TASK INSTRUCTIONS:
Where "push" occurs in a line of the entries below, copy that line.

RECORD SET:
- - - - -
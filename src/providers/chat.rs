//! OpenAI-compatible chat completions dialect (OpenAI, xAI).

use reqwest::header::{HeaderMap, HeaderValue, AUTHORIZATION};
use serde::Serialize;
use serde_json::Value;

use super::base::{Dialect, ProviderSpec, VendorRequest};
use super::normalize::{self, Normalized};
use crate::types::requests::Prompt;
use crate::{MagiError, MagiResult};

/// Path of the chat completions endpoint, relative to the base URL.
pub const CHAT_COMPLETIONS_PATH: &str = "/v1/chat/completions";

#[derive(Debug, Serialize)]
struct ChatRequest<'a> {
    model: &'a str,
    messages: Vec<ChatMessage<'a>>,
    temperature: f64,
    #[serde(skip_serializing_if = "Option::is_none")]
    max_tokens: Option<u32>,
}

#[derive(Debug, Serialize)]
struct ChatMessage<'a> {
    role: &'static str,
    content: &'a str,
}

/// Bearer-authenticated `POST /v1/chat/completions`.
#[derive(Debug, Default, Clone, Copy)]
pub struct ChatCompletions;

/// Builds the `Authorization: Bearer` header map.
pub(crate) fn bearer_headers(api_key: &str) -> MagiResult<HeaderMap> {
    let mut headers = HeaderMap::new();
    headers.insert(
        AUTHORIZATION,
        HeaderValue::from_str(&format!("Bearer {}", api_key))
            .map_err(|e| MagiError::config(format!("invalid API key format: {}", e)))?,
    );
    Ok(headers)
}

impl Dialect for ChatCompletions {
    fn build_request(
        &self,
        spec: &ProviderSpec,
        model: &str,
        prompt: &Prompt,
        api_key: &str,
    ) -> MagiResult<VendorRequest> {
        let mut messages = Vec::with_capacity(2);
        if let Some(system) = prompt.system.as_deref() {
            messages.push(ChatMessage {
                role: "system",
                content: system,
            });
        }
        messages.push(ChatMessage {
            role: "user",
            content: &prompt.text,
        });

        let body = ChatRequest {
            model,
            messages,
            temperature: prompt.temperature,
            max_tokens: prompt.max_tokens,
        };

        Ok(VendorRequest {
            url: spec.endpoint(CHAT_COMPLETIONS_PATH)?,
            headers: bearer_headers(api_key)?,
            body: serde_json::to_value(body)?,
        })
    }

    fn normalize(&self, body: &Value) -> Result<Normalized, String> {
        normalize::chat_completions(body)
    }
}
- - - - -
RESULT BELOW:
            messages.push(ChatMessage {
        messages.push(ChatMessage {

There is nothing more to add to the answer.